A demonstration of the colour code system created by Miguel Neiva

A demonstration of the colour code system created by Miguel Neiva   | Photo Credit: Karla Daniella Pequenino


Portuguese designer’s alphabet to describe colour is helping the colour-blind

For more than 19 years, Tiago Santos did not understand colours. As a child, growing up in Santa Maria da Feira, a city in Portugal, he had trouble choosing the right crayons. It seemed so easy for others, but when he tried colouring brown trees or blue skies, his classmates laughed at the crayons he chose.

“I thought I did not ‘get’ colours, just like some people struggle with mathematics,” Santos, now 34, said.

Today, Santos knows he suffers from daltonism, which is a genetic form of colour blindness. While most people can spot around 30,000 shades, people with daltonism can identify up to 800. But when Santos was young, people did not talk about colour blindness in Portugal. He often used to leave his crayons at home, so he could ask his friends to pass him the right ones and avoid being bullied.

Choosing ripe fruit, matching clothes, and understanding the subway lines were other challenges. Santos finally learned why, when he arrived at university and had to ask for help drawing maps during history exams. Being diagnosed did not make his life any easier.

“I spent another 10 years pretending there was nothing wrong,” Santos said, adding that he felt ashamed of having a condition that few people understood. “ColorADD changed that.”

In 2008, a Portuguese designer named Miguel Neiva presented a new system to identify different colours through shapes as part of his Masters dissertation at the University of Minho, in Portugal.

With ColorADD, each of the three primary colours (red, yellow and blue) is linked to a basic geometric shape (triangle, slash and inverted triangle). By combining different symbols, it is possible to recognize different colours; orange is represented by a triangle with a slash (the combination of red and yellow).

Neiva, 49, said it took him years to perfect the system. He has never struggled with identifying colours, but is familiar with Tiago’s childhood story. “I had a kid like that in my classroom and I was part of the group that used to laugh at him. Children have a cruel innocence about things they do not understand,” Neiva said.
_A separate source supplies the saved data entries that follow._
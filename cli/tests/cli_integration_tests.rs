//! End-to-end CLI integration tests: execute the actual `easeml` binary via
//! `std::process::Command` to validate the full command-line workflow.

use std::fs;
use std::process::Command;

fn easeml() -> Command {
    Command::new(env!("CARGO_BIN_EXE_easeml"))
}

const SCHEMA: &str = r#"{
  "nodes": {
    "item": {
      "singleton": true,
      "type": "tensor",
      "dim": [3]
    }
  }
}"#;

#[test]
fn schema_validate_accepts_a_well_formed_schema() {
    let dir = tempfile::tempdir().unwrap();
    let path = dir.path().join("schema.json");
    fs::write(&path, SCHEMA).unwrap();

    let output = easeml().args(["schema", "validate"]).arg(&path).output().expect("runs easeml");
    assert!(output.status.success(), "stderr: {}", String::from_utf8_lossy(&output.stderr));
}

#[test]
fn schema_validate_rejects_a_malformed_schema() {
    let dir = tempfile::tempdir().unwrap();
    let path = dir.path().join("schema.json");
    fs::write(&path, r#"{"nodes": {}}"#).unwrap();

    let output = easeml().args(["schema", "validate"]).arg(&path).output().expect("runs easeml");
    assert!(!output.status.success());
}

#[test]
fn dataset_generate_then_validate_round_trips() {
    let dir = tempfile::tempdir().unwrap();
    let schema_path = dir.path().join("schema.json");
    fs::write(&schema_path, SCHEMA).unwrap();
    let dataset_root = dir.path().join("data");

    let generate = easeml()
        .args(["dataset", "generate"])
        .arg(&dataset_root)
        .arg(&schema_path)
        .args(["--samples", "2", "--seed", "1"])
        .output()
        .expect("runs easeml");
    assert!(generate.status.success(), "stderr: {}", String::from_utf8_lossy(&generate.stderr));

    let validate = easeml().args(["dataset", "validate"]).arg(&dataset_root).output().expect("runs easeml");
    assert!(validate.status.success(), "stderr: {}", String::from_utf8_lossy(&validate.stderr));
    assert!(String::from_utf8_lossy(&validate.stdout).contains("\"item\""));
}
//! Schema matching: deciding whether a concrete source schema can be
//! accepted by a destination schema, and if so, building the resolved
//! schema that records how.
//!
//! A failed match is `None`, never an error: matching is a search, not a
//! validation pass. Every step threads its substitutions as plain values
//! and returns extended copies rather than mutating in place, so a
//! abandoned search branch simply drops its clone.

use indexmap::IndexMap;
use itertools::Itertools;
use tracing::{debug, trace};

use crate::dim::{bind_name, unify_dim_list, DimSubst};
use crate::types::{Category, Class, Field, Node, Schema, Tensor};

/// Dimension-variable name -> source name substitution, threaded through node and field matching.
type ClassSubst = IndexMap<String, String>;
/// Destination node name -> source node name substitution.
type NodeNameMap = IndexMap<String, String>;

fn sorted_names<'a, I: IntoIterator<Item = &'a String>>(names: I) -> Vec<String> {
    let mut v: Vec<String> = names.into_iter().cloned().collect();
    v.sort();
    v
}

fn match_tensor(dest: &Tensor, source: &Tensor, dim_subst: &DimSubst) -> Option<DimSubst> {
    unify_dim_list(&dest.dim, &source.dim, dim_subst)
}

fn match_category(
    dest: &Category,
    source: &Category,
    dim_subst: &DimSubst,
    class_subst: &ClassSubst,
    dest_classes: &IndexMap<String, Class>,
    source_classes: &IndexMap<String, Class>,
) -> Option<(DimSubst, ClassSubst)> {
    if let Some(mapped) = class_subst.get(&dest.category_class) {
        return if *mapped == source.category_class {
            Some((dim_subst.clone(), class_subst.clone()))
        } else {
            None
        };
    }

    let dest_class = dest_classes.get(&dest.category_class)?;
    let source_class = source_classes.get(&source.category_class)?;

    let dim_subst = match &dest_class.dim {
        crate::types::ClassDim::Int(n) => {
            if source_class.dim.as_dim_value() == crate::dim::DimValue::Int(*n) {
                dim_subst.clone()
            } else {
                return None;
            }
        }
        crate::types::ClassDim::Var(name) => bind_name(dim_subst, name, source_class.dim.as_dim_value())?,
    };

    let mut class_subst = class_subst.clone();
    class_subst.insert(dest.category_class.clone(), source.category_class.clone());
    Some((dim_subst, class_subst))
}

fn match_tensor_set(
    dest: &Node,
    source: &Node,
    dest_names: &[String],
    source_names: &[String],
    dim_subst: &DimSubst,
) -> Option<(IndexMap<String, String>, DimSubst)> {
    if dest_names.is_empty() {
        return Some((IndexMap::new(), dim_subst.clone()));
    }
    if dest_names.len() != source_names.len() {
        return None;
    }
    for perm in source_names.iter().cloned().permutations(source_names.len()) {
        let mut acc = dim_subst.clone();
        let mut ok = true;
        for (d, s) in dest_names.iter().zip(perm.iter()) {
            let (Field::Tensor(dt), Field::Tensor(st)) = (&dest.fields[d], &source.fields[s]) else {
                unreachable!("tensor name lists only contain tensor fields")
            };
            match match_tensor(dt, st, &acc) {
                Some(next) => acc = next,
                None => {
                    ok = false;
                    break;
                }
            }
        }
        if ok {
            let map = dest_names.iter().cloned().zip(perm.into_iter()).collect();
            return Some((map, acc));
        }
    }
    None
}

#[allow(clippy::too_many_arguments)]
fn match_category_set(
    dest: &Node,
    source: &Node,
    dest_names: &[String],
    source_names: &[String],
    dim_subst: &DimSubst,
    class_subst: &ClassSubst,
    dest_classes: &IndexMap<String, Class>,
    source_classes: &IndexMap<String, Class>,
) -> Option<(IndexMap<String, String>, DimSubst, ClassSubst)> {
    if dest_names.is_empty() {
        return Some((IndexMap::new(), dim_subst.clone(), class_subst.clone()));
    }
    if dest_names.len() != source_names.len() {
        return None;
    }
    for perm in source_names.iter().cloned().permutations(source_names.len()) {
        let mut dim_acc = dim_subst.clone();
        let mut class_acc = class_subst.clone();
        let mut ok = true;
        for (d, s) in dest_names.iter().zip(perm.iter()) {
            let (Field::Category(dc), Field::Category(sc)) = (&dest.fields[d], &source.fields[s]) else {
                unreachable!("category name lists only contain category fields")
            };
            match match_category(dc, sc, &dim_acc, &class_acc, dest_classes, source_classes) {
                Some((d2, c2)) => {
                    dim_acc = d2;
                    class_acc = c2;
                }
                None => {
                    ok = false;
                    break;
                }
            }
        }
        if ok {
            let map = dest_names.iter().cloned().zip(perm.into_iter()).collect();
            return Some((map, dim_acc, class_acc));
        }
    }
    None
}

/// Attempt to match `dest` against `source`, given the node-name assignment
/// already decided for this permutation (needed to resolve link targets).
///
/// On success returns a node with every field's `src_name` (and tensor
/// `src_dim`) filled in, plus the extended substitutions. The node's own
/// `src_name` is set by the caller, which alone knows the source node name.
#[allow(clippy::too_many_arguments)]
fn match_node(
    dest: &Node,
    source: &Node,
    dim_subst: &DimSubst,
    class_subst: &ClassSubst,
    node_name_map: &NodeNameMap,
    dest_classes: &IndexMap<String, Class>,
    source_classes: &IndexMap<String, Class>,
) -> Option<(Node, DimSubst, ClassSubst)> {
    let dest_tensor_names = sorted_names(dest.fields.iter().filter_map(|(n, f)| matches!(f, Field::Tensor(_)).then_some(n)));
    let dest_category_names = sorted_names(dest.fields.iter().filter_map(|(n, f)| matches!(f, Field::Category(_)).then_some(n)));
    let source_tensor_names = sorted_names(source.fields.iter().filter_map(|(n, f)| matches!(f, Field::Tensor(_)).then_some(n)));
    let source_category_names = sorted_names(source.fields.iter().filter_map(|(n, f)| matches!(f, Field::Category(_)).then_some(n)));

    if dest_tensor_names.len() != source_tensor_names.len()
        || dest_category_names.len() != source_category_names.len()
        || dest.links.len() != source.links.len()
    {
        return None;
    }

    for (target, link) in &dest.links {
        let mapped_target = node_name_map.get(target)?;
        let source_link = source.links.get(mapped_target)?;
        if !link.accepts(source_link) {
            return None;
        }
    }

    let (tensor_map, dim_subst) = match_tensor_set(dest, source, &dest_tensor_names, &source_tensor_names, dim_subst)?;
    let (category_map, dim_subst, class_subst) = match_category_set(
        dest,
        source,
        &dest_category_names,
        &source_category_names,
        &dim_subst,
        class_subst,
        dest_classes,
        source_classes,
    )?;

    let mut fields = dest.fields.clone();
    for (name, field) in fields.iter_mut() {
        if let Some(source_name) = tensor_map.get(name).or_else(|| category_map.get(name)) {
            field.set_src_name(source_name.clone());
            if let Field::Tensor(t) = field {
                if let Field::Tensor(source_tensor) = &source.fields[source_name] {
                    t.src_dim = Some(source_tensor.dim.clone());
                }
            }
        }
    }

    let node = Node {
        is_singleton: dest.is_singleton,
        fields,
        links: dest.links.clone(),
        src_name: None,
    };

    Some((node, dim_subst, class_subst))
}

#[allow(clippy::too_many_arguments)]
fn match_node_set(
    dest_names: &[String],
    source_names: &[String],
    dest: &Schema,
    source: &Schema,
    dim_subst: &DimSubst,
    class_subst: &ClassSubst,
    node_name_map: &NodeNameMap,
) -> Option<(IndexMap<String, Node>, DimSubst, ClassSubst, NodeNameMap)> {
    if dest_names.is_empty() {
        return Some((IndexMap::new(), dim_subst.clone(), class_subst.clone(), node_name_map.clone()));
    }
    if dest_names.len() != source_names.len() {
        return None;
    }

    for perm in source_names.iter().cloned().permutations(source_names.len()) {
        trace!(dest = ?dest_names, candidate = ?perm, "trying node permutation");
        let mut trial_name_map = node_name_map.clone();
        for (d, s) in dest_names.iter().zip(perm.iter()) {
            trial_name_map.insert(d.clone(), s.clone());
        }

        let mut dim_acc = dim_subst.clone();
        let mut class_acc = class_subst.clone();
        let mut nodes_acc = IndexMap::new();
        let mut ok = true;

        for (d_name, s_name) in dest_names.iter().zip(perm.iter()) {
            let dest_node = &dest.nodes[d_name];
            let source_node = &source.nodes[s_name];
            match match_node(
                dest_node,
                source_node,
                &dim_acc,
                &class_acc,
                &trial_name_map,
                &dest.category_classes,
                &source.category_classes,
            ) {
                Some((mut resolved, dim2, class2)) => {
                    resolved.src_name = Some(s_name.clone());
                    dim_acc = dim2;
                    class_acc = class2;
                    nodes_acc.insert(d_name.clone(), resolved);
                }
                None => {
                    ok = false;
                    break;
                }
            }
        }

        if ok {
            return Some((nodes_acc, dim_acc, class_acc, trial_name_map));
        }
    }
    None
}

/// Decide whether `source` can be accepted by destination schema `dest`,
/// building the resolved schema (every node, field and class annotated
/// with where it came from) if so.
#[must_use]
pub fn match_schema(dest: &Schema, source: &Schema) -> Option<Schema> {
    debug!(dest_nodes = dest.nodes.len(), source_nodes = source.nodes.len(), "starting schema match");

    let dest_nonsingleton_any = dest.nodes.values().any(|n| !n.is_singleton);
    if dest_nonsingleton_any {
        if source.cyclic && !dest.cyclic {
            debug!("rejected: source is cyclic but destination is not");
            return None;
        }
        if !source.undirected && dest.undirected {
            debug!("rejected: source is directed but destination requires undirected");
            return None;
        }
        if source.fanin && !dest.fanin {
            debug!("rejected: source has fan-in but destination forbids it");
            return None;
        }
    }

    let dest_singleton = sorted_names(dest.nodes.iter().filter_map(|(n, v)| v.is_singleton.then_some(n)));
    let dest_nonsingleton = sorted_names(dest.nodes.iter().filter_map(|(n, v)| (!v.is_singleton).then_some(n)));
    let source_singleton = sorted_names(source.nodes.iter().filter_map(|(n, v)| v.is_singleton.then_some(n)));
    let source_nonsingleton = sorted_names(source.nodes.iter().filter_map(|(n, v)| (!v.is_singleton).then_some(n)));

    let (nodes1, dim1, class1, map1) = match_node_set(
        &dest_singleton,
        &source_singleton,
        dest,
        source,
        &DimSubst::new(),
        &ClassSubst::new(),
        &NodeNameMap::new(),
    )?;
    let (nodes2, dim2, class2, _map2) =
        match_node_set(&dest_nonsingleton, &source_nonsingleton, dest, source, &dim1, &class1, &map1)?;

    let mut nodes = nodes1;
    nodes.extend(nodes2);

    let mut classes = IndexMap::new();
    for (name, class) in &dest.category_classes {
        let src_name = class2.get(name).cloned();
        classes.insert(name.clone(), Class { dim: class.dim.clone(), src_name });
    }

    let result = Schema::new(nodes, classes, dest.cyclic, dest.undirected, dest.fanin, Some(dim2)).ok();
    debug!(matched = result.is_some(), "schema match finished");
    result
}

/// Whether `source` can be accepted by `dest`, without building the resolved schema.
#[must_use]
pub fn matches(dest: &Schema, source: &Schema) -> bool {
    match_schema(dest, source).is_some()
}

#[cfg(test)]
mod tests {
    use super::*;
    use crate::dim::DimElem;
    use crate::types::{ClassDim, Link};

    fn tensor_field(dim: Vec<DimElem>) -> Field {
        Field::Tensor(Tensor::new(dim, None, None).unwrap())
    }

    fn single_field_schema(name: &str, dim: Vec<DimElem>) -> Schema {
        let mut fields = IndexMap::new();
        fields.insert(name.to_string(), tensor_field(dim));
        let node = Node::new(false, fields, IndexMap::new(), None).unwrap();
        let mut nodes = IndexMap::new();
        nodes.insert("n".to_string(), node);
        Schema::new(nodes, IndexMap::new(), false, false, false, None).unwrap()
    }

    #[test]
    fn tensor_field_matches_via_dim_binding() {
        let dest = single_field_schema("x", vec![DimElem::Var("d".to_string(), None), DimElem::Var("d".to_string(), None)]);
        let source = single_field_schema("y", vec![DimElem::Int(4), DimElem::Int(4)]);
        let resolved = match_schema(&dest, &source).expect("should match");
        assert_eq!(resolved.src_dims.unwrap().get("d"), Some(&crate::dim::DimValue::Int(4)));
    }

    #[test]
    fn tensor_field_rejects_inconsistent_binding() {
        let dest = single_field_schema("x", vec![DimElem::Var("d".to_string(), None), DimElem::Var("d".to_string(), None)]);
        let source = single_field_schema("y", vec![DimElem::Int(4), DimElem::Int(5)]);
        assert!(match_schema(&dest, &source).is_none());
    }

    #[test]
    fn graph_constraint_gate_rejects_cyclic_source_for_acyclic_dest() {
        let mut links = IndexMap::new();
        links.insert("n".to_string(), Link::exact(1).unwrap());
        let mut fields = IndexMap::new();
        fields.insert("x".to_string(), tensor_field(vec![DimElem::Int(1)]));
        let node = Node::new(false, fields.clone(), links.clone(), None).unwrap();
        let mut nodes = IndexMap::new();
        nodes.insert("n".to_string(), node);
        let dest = Schema::new(nodes.clone(), IndexMap::new(), false, false, false, None).unwrap();
        let source = Schema::new(nodes, IndexMap::new(), true, false, false, None).unwrap();
        assert!(match_schema(&dest, &source).is_none());
    }

    #[test]
    fn category_fields_unify_via_class_dimension() {
        let mut dest_fields = IndexMap::new();
        dest_fields.insert("c".to_string(), Field::Category(Category::new("k".to_string(), None).unwrap()));
        let dest_node = Node::new(false, dest_fields, IndexMap::new(), None).unwrap();
        let mut dest_nodes = IndexMap::new();
        dest_nodes.insert("n".to_string(), dest_node);
        let mut dest_classes = IndexMap::new();
        dest_classes.insert("k".to_string(), Class::new(ClassDim::Var("d".to_string()), None).unwrap());
        let dest = Schema::new(dest_nodes, dest_classes, false, false, false, None).unwrap();

        let mut source_fields = IndexMap::new();
        source_fields.insert("c".to_string(), Field::Category(Category::new("k2".to_string(), None).unwrap()));
        let source_node = Node::new(false, source_fields, IndexMap::new(), None).unwrap();
        let mut source_nodes = IndexMap::new();
        source_nodes.insert("n".to_string(), source_node);
        let mut source_classes = IndexMap::new();
        source_classes.insert("k2".to_string(), Class::new(ClassDim::Int(7), None).unwrap());
        let source = Schema::new(source_nodes, source_classes, false, false, false, None).unwrap();

        let resolved = match_schema(&dest, &source).expect("should match");
        assert_eq!(resolved.category_classes["k"].src_name.as_deref(), Some("k2"));
    }
}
“At the time, only referees who were criticised for giving red cards to soccer players were described as colour blind. I developed a phobia of becoming like that.”

As a designer, Neiva needs to be able to distinguish different shades. Colour blindness affects about one in every 12 men and one in 200 women around the world. “It seems little, but in a classroom with 14 boys, up to two of them can have this problem,” explained Neiva.
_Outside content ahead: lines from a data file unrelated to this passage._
//! SR Copilot CLI - map resource inspection
//!
//! Resolves floor assets, inspects minimap masks and renders the tracking
//! debug view on desktop without a device attached.

use clap::{Parser, Subcommand};
use std::path::PathBuf;
use std::process::ExitCode;

use sr_copilot::map::{PngViewer, TrackingState, DEFAULT_FLOOR};
use sr_copilot::{MapError, MapResource, Settings};

#[derive(Parser)]
#[command(name = "src")]
#[command(about = "Inspect SR Copilot map resources")]
struct Args {
    /// Settings file (JSON)
    #[arg(long)]
    config: Option<PathBuf>,

    #[command(subcommand)]
    command: Command,
}

#[derive(Subcommand)]
enum Command {
    /// Print the asset paths of a plane
    Resolve {
        plane: String,
        #[arg(default_value = DEFAULT_FLOOR)]
        floor: String,
    },
    /// Print the circle mask of a minimap crop
    Mask {
        /// Minimap radius, defaults to the configured one
        #[arg(long)]
        radius: Option<u32>,
    },
    /// Render the tracking debug view
    Show {
        plane: String,
        #[arg(default_value = DEFAULT_FLOOR)]
        floor: String,
        #[arg(long)]
        x: f32,
        #[arg(long)]
        y: f32,
        #[arg(long, default_value_t = 0.0)]
        direction: f32,
        #[arg(long, default_value_t = 0.0)]
        rotation: f32,
    },
}

fn main() -> ExitCode {
    sr_copilot::init_logging();
    let args = Args::parse();

    let settings = match args.config {
        Some(ref path) => match Settings::load(path) {
            Ok(settings) => settings,
            Err(e) => {
                eprintln!("{e}");
                return ExitCode::FAILURE;
            }
        },
        None => Settings::default(),
    }
    .with_env_overrides();

    match run(args.command, &settings) {
        Ok(()) => ExitCode::SUCCESS,
        Err(e) => {
            eprintln!("{e}");
            ExitCode::FAILURE
        }
    }
}

fn run(command: Command, settings: &Settings) -> Result<(), MapError> {
    let mut resource = MapResource::new(settings)?;

    match command {
        Command::Resolve { plane, floor } => {
            resource.set_plane(&plane, &floor)?;
            let basename = resource.assets_file_basename().to_string();
            println!("Plane:    {}", resource.plane());
            println!("World:    {}", resource.plane().world.short_name());
            println!("Floor:    {}", resource.floor());
            println!("Special:  {}", resource.is_special_plane());
            println!("Basename: {basename}");
            println!();
            println!("Assets:");
            let roots = resource.roots();
            println!("  - Floor:   {}", roots.srcmap_path(&format!("{basename}.png")).display());
            println!("  - Feature: {}", roots.local_path(&format!("{basename}.feat.png")).display());
            println!("  - Area:    {}", roots.local_path(&format!("{basename}.area.png")).display());
        }
        Command::Mask { radius } => {
            let radius = radius.unwrap_or(settings.minimap.radius);
            let size = radius * 2;
            let mask = resource.get_circle_mask(&image::GrayImage::new(size, size));
            let inside = mask.pixels().filter(|p| p[0] == 255).count();
            println!("Mask {size}x{size}: {inside} pixels inside");

            let remap = resource.rotation_remap_data();
            println!("Remap table: {0}x{0}", remap.diameter());
        }
        Command::Show {
            plane,
            floor,
            x,
            y,
            direction,
            rotation,
        } => {
            resource.set_plane(&plane, &floor)?;
            let tracking = TrackingState {
                position: (x, y),
                direction,
                rotation,
            };
            let mut viewer = PngViewer::new(&settings.debug.output_dir);
            resource.show_minimap(&mut viewer, &tracking)?;
            println!(
                "Wrote {}",
                viewer.frame_path(&settings.debug.window_name).display()
            );
        }
    }

    Ok(())
}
He spent eight years interviewing colour-blind people all over the world to create what he calls his “special alphabet.”

On garment labels

Today, ColorADD is included on the garment labels of several Portuguese brands, on coloured pencils for children, on card games and transport systems.

In 2014, a group of Portuguese programmers even used it to create an iPhone app to label colours automatically through a smartphone camera. It was praised by the United Nations for its global impact.

“More than a code, the projects that come from ColorADD made it possible for me to stop hiding my condition. They give me independence in a society that lives by colours,” said Santos, who uses the smartphone app daily.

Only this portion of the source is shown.